[Saved entries]
>>>>>

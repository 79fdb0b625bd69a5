//! Workspace config file: `collection-sync.toml` in the workspace root.

use crate::config::WORKSPACE_CONFIG_FILE;
use config::builder::DefaultState;
use config::{ConfigBuilder, ConfigError, File};
use std::path::Path;

pub fn add_to_builder(
    builder: ConfigBuilder<DefaultState>,
    workspace_root: &Path,
) -> Result<ConfigBuilder<DefaultState>, ConfigError> {
    let path = workspace_root.join(WORKSPACE_CONFIG_FILE);
    Ok(builder.add_source(File::from(path).required(false)))
}
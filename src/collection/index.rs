//! Key lookups over a collection snapshot.

use crate::collection::key::{folder_key, request_item_key};
use crate::collection::model::{CollectionNode, CollectionTree, FolderNode, RequestItem};
use std::collections::HashMap;

/// Flattened key index over every depth of a tree.
///
/// Duplicate keys inside one tree are not deduplicated here: the last node
/// visited wins.
pub struct TreeIndex<'a> {
    requests_by_key: HashMap<String, &'a RequestItem>,
    folders_by_key: HashMap<String, &'a FolderNode>,
}

impl<'a> TreeIndex<'a> {
    pub fn build(tree: &'a CollectionTree) -> Self {
        let mut index = TreeIndex {
            requests_by_key: HashMap::new(),
            folders_by_key: HashMap::new(),
        };
        index.walk(&tree.item);
        index
    }

    fn walk(&mut self, items: &'a [CollectionNode]) {
        for node in items {
            match node {
                CollectionNode::Request(request) => {
                    self.requests_by_key.insert(request_item_key(request), request);
                }
                CollectionNode::Folder(folder) => {
                    self.folders_by_key.insert(folder_key(&folder.name), folder);
                    self.walk(&folder.item);
                }
            }
        }
    }

    pub fn request(&self, key: &str) -> Option<&'a RequestItem> {
        self.requests_by_key.get(key).copied()
    }

    pub fn folder(&self, key: &str) -> Option<&'a FolderNode> {
        self.folders_by_key.get(key).copied()
    }

    pub fn request_count(&self) -> usize {
        self.requests_by_key.len()
    }

    pub fn folder_count(&self) -> usize {
        self.folders_by_key.len()
    }
}

/// Direct-children view of one folder (or the collection root).
pub struct ScopedIndex<'a> {
    folders_by_key: HashMap<String, &'a FolderNode>,
}

impl<'a> ScopedIndex<'a> {
    pub fn of(items: &'a [CollectionNode]) -> Self {
        let folders_by_key = items
            .iter()
            .filter_map(CollectionNode::as_folder)
            .map(|folder| (folder_key(&folder.name), folder))
            .collect();
        ScopedIndex { folders_by_key }
    }

    pub fn folder(&self, key: &str) -> Option<&'a FolderNode> {
        self.folders_by_key.get(key).copied()
    }
}
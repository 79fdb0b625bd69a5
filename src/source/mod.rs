//! Sources
//!
//! Builds the incoming collection: specification documents are discovered in
//! the workspace, normalized, and converted into one service folder each.

pub mod converter;
pub mod discovery;
pub mod normalize;

pub use converter::{OpenApiConverter, SpecConverter};
pub use discovery::{discover_sources, service_name, SourceDocument};
pub use normalize::{load_document, normalize_document};

use crate::collection::model::{CollectionNode, CollectionTree};
use crate::error::SyncError;
use std::path::Path;
use tracing::info;

/// Convert every source matching `pattern` under `root` into one incoming tree.
///
/// Sources are converted one after another; the first failure aborts.
pub async fn build_incoming(
    root: &Path,
    pattern: &str,
    collection_name: &str,
    converter: &dyn SpecConverter,
) -> Result<CollectionTree, SyncError> {
    let sources = discover_sources(root, pattern)?;
    info!(count = sources.len(), pattern, "Found specification files");

    let mut incoming = CollectionTree::empty(collection_name);
    for source in &sources {
        info!(file = %source.path.display(), service = %source.service, "Converting");
        let mut document = load_document(&source.path)?;
        normalize_document(&mut document, &source.path)?;
        let mut fragment = converter.convert(&document, &source.service).await?;
        fragment.name = source.service.clone();
        incoming.item.push(CollectionNode::Folder(fragment));
    }
    Ok(incoming)
}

<<<<<

• **Problem details**:
If a line comes after the one that contains "-> Result<ConfigBuilder<DefaultState>, ConfigError>", leave it out; return every line of the entries up to that point exactly, starting with the first, with that line included.

• **Task output**:
repository 79fdb0b625bd69a5
//! Workspace config file: `collection-sync.toml` in the workspace root.

use crate::config::WORKSPACE_CONFIG_FILE;
use config::builder::DefaultState;
use config::{ConfigBuilder, ConfigError, File};
use std::path::Path;

pub fn add_to_builder(
    builder: ConfigBuilder<DefaultState>,
    workspace_root: &Path,
) -> Result<ConfigBuilder<DefaultState>, ConfigError> {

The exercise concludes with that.